Le jugement pourrait avoir un impact majeur sur le chiffre d’affaires de Facebook en Europe. Début décembre, les régulateurs européens ont estimé que le réseau social américain ne respectait pas le Règlement général sur la protection des données (RGPD) en matière de publicité ciblée. Conséquence: les autorités irlandaises, chargées de surveiller la grande majorité des géants du Web sur le continent, viennent de lui imposer un ultimatum de trois mois pour modifier ses pratiques. Et de lui infliger une amende de 390 millions d’euros. Facebook a d’ores et déjà indiqué qu’il allait faire appel de cette décision, lui permettant, de fait, de repousser l’échéance. Et donc de préserver, au moins temporairement, ses recettes publicitaires.

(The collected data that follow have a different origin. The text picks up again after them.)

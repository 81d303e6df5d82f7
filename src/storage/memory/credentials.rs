//! Credential tables

use super::{MemoryStore, RoleRecord, Tables, UserRecord};
use crate::core::models::{NewUser, Permission, Role, User};
use crate::core::rate_limiter::RateLimitPolicy;
use crate::storage::CredentialStore;
use crate::utils::error::{GatewayError, Result};
use async_trait::async_trait;
use tracing::debug;
use uuid::Uuid;

impl Tables {
    fn user_id_by_username(&self, username: &str) -> Option<Uuid> {
        self.users
            .values()
            .find(|u| u.username == username)
            .map(|u| u.id)
    }

    fn role_id_by_name(&self, name: &str) -> Option<Uuid> {
        self.roles.values().find(|r| r.name == name).map(|r| r.id)
    }

    fn permission_id_by_name(&self, name: &str) -> Option<Uuid> {
        self.permissions
            .iter()
            .find(|(_, n)| n.as_str() == name)
            .map(|(id, _)| *id)
    }

    fn resolve_role(&self, record: &RoleRecord) -> Role {
        let permissions = self
            .role_permissions
            .iter()
            .filter(|(role_id, _)| *role_id == record.id)
            .filter_map(|(_, permission_id)| self.permissions.get(permission_id).cloned())
            .collect();

        Role {
            id: record.id,
            name: record.name.clone(),
            permissions,
            rate_limit: record.rate_limit,
        }
    }

    fn resolve_user(&self, record: &UserRecord) -> User {
        let roles = self
            .user_roles
            .iter()
            .filter(|(user_id, _)| *user_id == record.id)
            .filter_map(|(_, role_id)| self.roles.get(role_id))
            .map(|role| self.resolve_role(role))
            .collect();

        User {
            id: record.id,
            username: record.username.clone(),
            email: record.email.clone(),
            password_hash: record.password_hash.clone(),
            is_active: record.is_active,
            roles,
            access_token: record.access_token.clone(),
            refresh_token: record.refresh_token.clone(),
            last_login_at: record.last_login_at,
            created_at: record.created_at,
        }
    }

    fn resolve_user_by_id(&self, id: Uuid) -> Result<User> {
        self.users
            .get(&id)
            .map(|record| self.resolve_user(record))
            .ok_or_else(|| GatewayError::not_found(format!("User {} not found", id)))
    }

    fn require_user(&self, username: &str) -> Result<Uuid> {
        self.user_id_by_username(username)
            .ok_or_else(|| GatewayError::not_found(format!("User {} not found", username)))
    }

    fn require_role(&self, name: &str) -> Result<Uuid> {
        self.role_id_by_name(name)
            .ok_or_else(|| GatewayError::not_found(format!("Role {} not found", name)))
    }
}

#[async_trait]
impl CredentialStore for MemoryStore {
    async fn find_user_by_username(&self, username: &str) -> Result<Option<User>> {
        let tables = self.tables.read();
        Ok(tables
            .users
            .values()
            .find(|u| u.username == username)
            .map(|record| tables.resolve_user(record)))
    }

    async fn find_user_by_refresh_token(&self, token: &str) -> Result<Option<User>> {
        let tables = self.tables.read();
        Ok(tables
            .users
            .values()
            .find(|u| u.refresh_token.as_deref() == Some(token))
            .map(|record| tables.resolve_user(record)))
    }

    async fn record_login(
        &self,
        user_id: Uuid,
        access_token: &str,
        refresh_token: &str,
    ) -> Result<()> {
        let mut tables = self.tables.write();
        let record = tables
            .users
            .get_mut(&user_id)
            .ok_or_else(|| GatewayError::not_found(format!("User {} not found", user_id)))?;

        record.access_token = Some(access_token.to_string());
        record.refresh_token = Some(refresh_token.to_string());
        record.last_login_at = Some(chrono::Utc::now());
        Ok(())
    }

    async fn swap_tokens(
        &self,
        user_id: Uuid,
        expected_refresh: &str,
        access_token: &str,
        refresh_token: &str,
    ) -> Result<bool> {
        let mut tables = self.tables.write();
        let Some(record) = tables.users.get_mut(&user_id) else {
            return Ok(false);
        };

        // Already holding the new token means a retried swap that committed
        if record.refresh_token.as_deref() == Some(refresh_token) {
            return Ok(true);
        }
        if record.refresh_token.as_deref() != Some(expected_refresh) {
            debug!("Refresh token for {} already superseded", record.username);
            return Ok(false);
        }

        record.access_token = Some(access_token.to_string());
        record.refresh_token = Some(refresh_token.to_string());
        Ok(true)
    }

    async fn create_user(&self, user: NewUser) -> Result<User> {
        let mut tables = self.tables.write();
        if tables.users.values().any(|u| u.username == user.username) {
            return Err(GatewayError::conflict(format!(
                "Username {} already exists",
                user.username
            )));
        }
        if tables.users.values().any(|u| u.email == user.email) {
            return Err(GatewayError::conflict(format!(
                "Email {} already exists",
                user.email
            )));
        }

        let record = UserRecord {
            id: Uuid::new_v4(),
            username: user.username,
            email: user.email,
            password_hash: user.password_hash,
            is_active: user.is_active,
            access_token: None,
            refresh_token: None,
            last_login_at: None,
            created_at: chrono::Utc::now(),
        };
        let id = record.id;
        tables.users.insert(id, record);
        tables.resolve_user_by_id(id)
    }

    async fn set_user_active(&self, username: &str, is_active: bool) -> Result<User> {
        let mut tables = self.tables.write();
        let id = tables.require_user(username)?;
        if let Some(record) = tables.users.get_mut(&id) {
            record.is_active = is_active;
        }
        tables.resolve_user_by_id(id)
    }

    async fn upsert_role(
        &self,
        name: &str,
        rate_limit: RateLimitPolicy,
        permissions: &[String],
    ) -> Result<Role> {
        let mut tables = self.tables.write();

        let role_id = match tables.role_id_by_name(name) {
            Some(id) => {
                if let Some(role) = tables.roles.get_mut(&id) {
                    role.rate_limit = rate_limit;
                }
                tables.role_permissions.retain(|(rid, _)| *rid != id);
                id
            }
            None => {
                let id = Uuid::new_v4();
                tables.roles.insert(
                    id,
                    RoleRecord {
                        id,
                        name: name.to_string(),
                        rate_limit,
                    },
                );
                id
            }
        };

        for permission in permissions {
            let permission_id = match tables.permission_id_by_name(permission) {
                Some(id) => id,
                None => {
                    let id = Uuid::new_v4();
                    tables.permissions.insert(id, permission.clone());
                    id
                }
            };
            if !tables.role_permissions.contains(&(role_id, permission_id)) {
                tables.role_permissions.push((role_id, permission_id));
            }
        }

        let record = tables.roles[&role_id].clone();
        Ok(tables.resolve_role(&record))
    }

    async fn find_role_by_name(&self, name: &str) -> Result<Option<Role>> {
        let tables = self.tables.read();
        Ok(tables
            .roles
            .values()
            .find(|r| r.name == name)
            .map(|record| tables.resolve_role(record)))
    }

    async fn list_roles(&self) -> Result<Vec<Role>> {
        let tables = self.tables.read();
        let mut roles: Vec<Role> = tables.roles.values().map(|r| tables.resolve_role(r)).collect();
        roles.sort_by(|a, b| a.name.cmp(&b.name));
        Ok(roles)
    }

    async fn list_permissions(&self) -> Result<Vec<Permission>> {
        let tables = self.tables.read();
        let mut permissions: Vec<Permission> = tables
            .permissions
            .iter()
            .map(|(id, name)| Permission {
                id: *id,
                name: name.clone(),
            })
            .collect();
        permissions.sort_by(|a, b| a.name.cmp(&b.name));
        Ok(permissions)
    }

    async fn assign_role(&self, username: &str, role_name: &str) -> Result<User> {
        let mut tables = self.tables.write();
        let user_id = tables.require_user(username)?;
        let role_id = tables.require_role(role_name)?;

        if !tables.user_roles.contains(&(user_id, role_id)) {
            tables.user_roles.push((user_id, role_id));
        }
        tables.resolve_user_by_id(user_id)
    }

    async fn revoke_role(&self, username: &str, role_name: &str) -> Result<User> {
        let mut tables = self.tables.write();
        let user_id = tables.require_user(username)?;
        let role_id = tables.require_role(role_name)?;

        tables.user_roles.retain(|pair| *pair != (user_id, role_id));
        tables.resolve_user_by_id(user_id)
    }

    async fn health_check(&self) -> Result<()> {
        Ok(())
    }
}
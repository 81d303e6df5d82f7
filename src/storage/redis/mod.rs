//! Redis storage implementation
//!
//! Shared fixed-window counters for deployments running several instances.
//!
//! ## Module Structure
//!
//! - `pool` - Connection management and health checks
//! - `counters` - Atomic fixed-window counter script

mod counters;
mod pool;

pub use pool::RedisPool;
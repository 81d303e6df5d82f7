use crate::core::rate_limiter::RateLimitPolicy;
use crate::utils::error::GatewayError;
use sea_orm::entity::prelude::*;
use serde::{Deserialize, Serialize};
use std::time::Duration;

/// Role database model
#[derive(Clone, Debug, PartialEq, DeriveEntityModel, Eq, Serialize, Deserialize)]
#[sea_orm(table_name = "roles")]
pub struct Model {
    #[sea_orm(primary_key, auto_increment = false)]
    pub id: Uuid,

    #[sea_orm(unique)]
    pub name: String,

    /// Requests allowed per window
    pub rate_limit_times: i32,

    /// Window length in milliseconds
    pub rate_limit_interval_ms: i64,

    pub created_at: DateTimeWithTimeZone,
}

#[derive(Copy, Clone, Debug, EnumIter, DeriveRelation)]
pub enum Relation {
    #[sea_orm(has_many = "super::user_role::Entity")]
    UserRoles,
    #[sea_orm(has_many = "super::role_permission::Entity")]
    RolePermissions,
}

impl Related<super::user_role::Entity> for Entity {
    fn to() -> RelationDef {
        Relation::UserRoles.def()
    }
}

impl Related<super::role_permission::Entity> for Entity {
    fn to() -> RelationDef {
        Relation::RolePermissions.def()
    }
}

impl ActiveModelBehavior for ActiveModel {}

impl Model {
    /// Decode the stored policy columns
    pub fn rate_limit(&self) -> crate::utils::error::Result<RateLimitPolicy> {
        let times = u32::try_from(self.rate_limit_times).map_err(|_| {
            GatewayError::internal(format!("Role {} has a negative rate limit", self.name))
        })?;
        let interval = Duration::from_millis(self.rate_limit_interval_ms.max(0) as u64);
        RateLimitPolicy::new(times, interval)
    }
}

/// Split a policy into its stored columns
pub fn policy_columns(policy: &RateLimitPolicy) -> (i32, i64) {
    (
        i32::try_from(policy.times()).unwrap_or(i32::MAX),
        i64::try_from(policy.interval().as_millis()).unwrap_or(i64::MAX),
    )
}
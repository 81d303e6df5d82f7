//! Error types for the gateway

use thiserror::Error;

/// Result type alias for the gateway
pub type Result<T> = std::result::Result<T, GatewayError>;

/// Main error type for the gateway
///
/// The first group of variants is the security taxonomy surfaced to clients.
/// Every one of them is terminal for the current request.
#[derive(Error, Debug)]
pub enum GatewayError {
    /// No bearer token on a protected route
    #[error("Missing token")]
    MissingToken,

    /// Token could not be decoded or its signature did not verify
    #[error("This token is malformed")]
    MalformedToken,

    /// Token `exp` is in the past
    #[error("This token has expired")]
    ExpiredToken,

    /// A claim the token must carry is absent
    #[error("Token is missing required claim: {0}")]
    MissingRequiredClaim(String),

    /// Password mismatch, stale refresh token or subject mismatch
    #[error("Could not validate credentials")]
    CredentialsInvalid,

    /// No user with this username
    #[error("Username {0} does not exist")]
    InexistentUsername(String),

    /// User exists but is deactivated
    #[error("User {0} is inactive")]
    InactiveUser(String),

    /// Role or permission check failed
    #[error("You don't have enough permissions")]
    InsufficientPrivileges,

    /// Rate limit window exhausted
    #[error("Too many requests. Please try again later.")]
    TooManyRequests {
        /// Seconds until the current window resets
        retry_after_secs: u64,
    },

    /// A credential or counter store call did not answer in time
    #[error("Infrastructure timeout: {0}")]
    InfrastructureTimeout(String),

    /// Configuration errors
    #[error("Configuration error: {0}")]
    Config(String),

    /// Database errors
    #[error("Database error: {0}")]
    Database(#[from] sea_orm::DbErr),

    /// Redis errors
    #[error("Redis error: {0}")]
    Redis(#[from] redis::RedisError),

    /// Serialization errors
    #[error("Serialization error: {0}")]
    Serialization(#[from] serde_json::Error),

    /// YAML parsing errors
    #[error("YAML error: {0}")]
    Yaml(#[from] serde_yaml::Error),

    /// IO errors
    #[error("IO error: {0}")]
    Io(#[from] std::io::Error),

    /// Token signing errors
    #[error("JWT error: {0}")]
    Jwt(#[from] jsonwebtoken::errors::Error),

    /// Password hashing errors
    #[error("Crypto error: {0}")]
    Crypto(String),

    /// Validation errors
    #[error("Validation error: {0}")]
    Validation(String),

    /// Not found errors
    #[error("Not found: {0}")]
    NotFound(String),

    /// Conflict errors
    #[error("Conflict: {0}")]
    Conflict(String),

    /// Internal server errors
    #[error("Internal server error: {0}")]
    Internal(String),
}
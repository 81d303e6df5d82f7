//! Helper functions for middleware

use crate::auth::jwt::extract_bearer;
use crate::core::models::User;
use crate::utils::error::{GatewayError, Result};
use actix_web::dev::Payload;
use actix_web::http::header::{AUTHORIZATION, HeaderMap};
use actix_web::{FromRequest, HttpMessage, HttpRequest};
use futures::future::{Ready, ready};
use regex::RegexSet;

/// Glob allow-list compiled once at startup
///
/// `*` matches any run of characters including `/`, `?` matches one
/// character; everything else is literal and the whole path must match.
#[derive(Debug, Clone)]
pub struct RouteMatcher {
    patterns: Vec<String>,
    set: RegexSet,
}

impl RouteMatcher {
    pub fn new(patterns: &[String]) -> Result<Self> {
        let regexes: Vec<String> = patterns.iter().map(|p| glob_to_regex(p)).collect();
        let set = RegexSet::new(&regexes)
            .map_err(|e| GatewayError::config(format!("Invalid route pattern: {}", e)))?;
        Ok(Self {
            patterns: patterns.to_vec(),
            set,
        })
    }

    pub fn is_match(&self, path: &str) -> bool {
        self.set.is_match(path)
    }

    pub fn patterns(&self) -> &[String] {
        &self.patterns
    }
}

fn glob_to_regex(glob: &str) -> String {
    let mut regex = String::with_capacity(glob.len() + 8);
    regex.push('^');
    for ch in glob.chars() {
        match ch {
            '*' => regex.push_str(".*"),
            '?' => regex.push('.'),
            other => regex.push_str(&regex::escape(&other.to_string())),
        }
    }
    regex.push('$');
    regex
}

/// Bearer token from the `Authorization` header, if any
pub fn bearer_token(headers: &HeaderMap) -> Option<&str> {
    headers
        .get(AUTHORIZATION)
        .and_then(|value| value.to_str().ok())
        .and_then(extract_bearer)
}

/// The user resolved for this request, stored in request extensions
///
/// Extracting it in a handler fails with `MissingToken` when the request
/// was not authenticated.
#[derive(Debug, Clone)]
pub struct AuthenticatedUser(pub User);

impl AuthenticatedUser {
    /// The user attached to `req`, if any
    pub fn current(req: &HttpRequest) -> Option<User> {
        req.extensions().get::<AuthenticatedUser>().map(|u| u.0.clone())
    }
}

impl FromRequest for AuthenticatedUser {
    type Error = GatewayError;
    type Future = Ready<std::result::Result<Self, Self::Error>>;

    fn from_request(req: &HttpRequest, _: &mut Payload) -> Self::Future {
        ready(
            req.extensions()
                .get::<AuthenticatedUser>()
                .cloned()
                .ok_or(GatewayError::MissingToken),
        )
    }
}

impl std::ops::Deref for AuthenticatedUser {
    type Target = User;

    fn deref(&self) -> &User {
        &self.0
    }
}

Consentement – L’affaire a été lancée en 2018 après le dépôt d’une plainte par l’association Noyb, de l’activiste autrichien Max Schrems. Elle porte sur le consentement des internautes pour l’utilisation de leurs données personnelles à des fins publicitaires. Celui-ci est obligatoire en Europe depuis l’entrée en vigueur du RGPD. Face à cette nouvelle contrainte, Facebook et Instagram ont alors modifié leurs conditions générales d’utilisation, forçant ainsi leurs membres à accepter la publicité ciblée, généralement sans même le savoir. “Aucune autre entreprise ne tente d’ignorer le RGPD de manière aussi arrogante”, assène Max Schrems, qui juge cette parade “injuste et clairement illégale”. Et qui réclame “une option de consentement oui/non”.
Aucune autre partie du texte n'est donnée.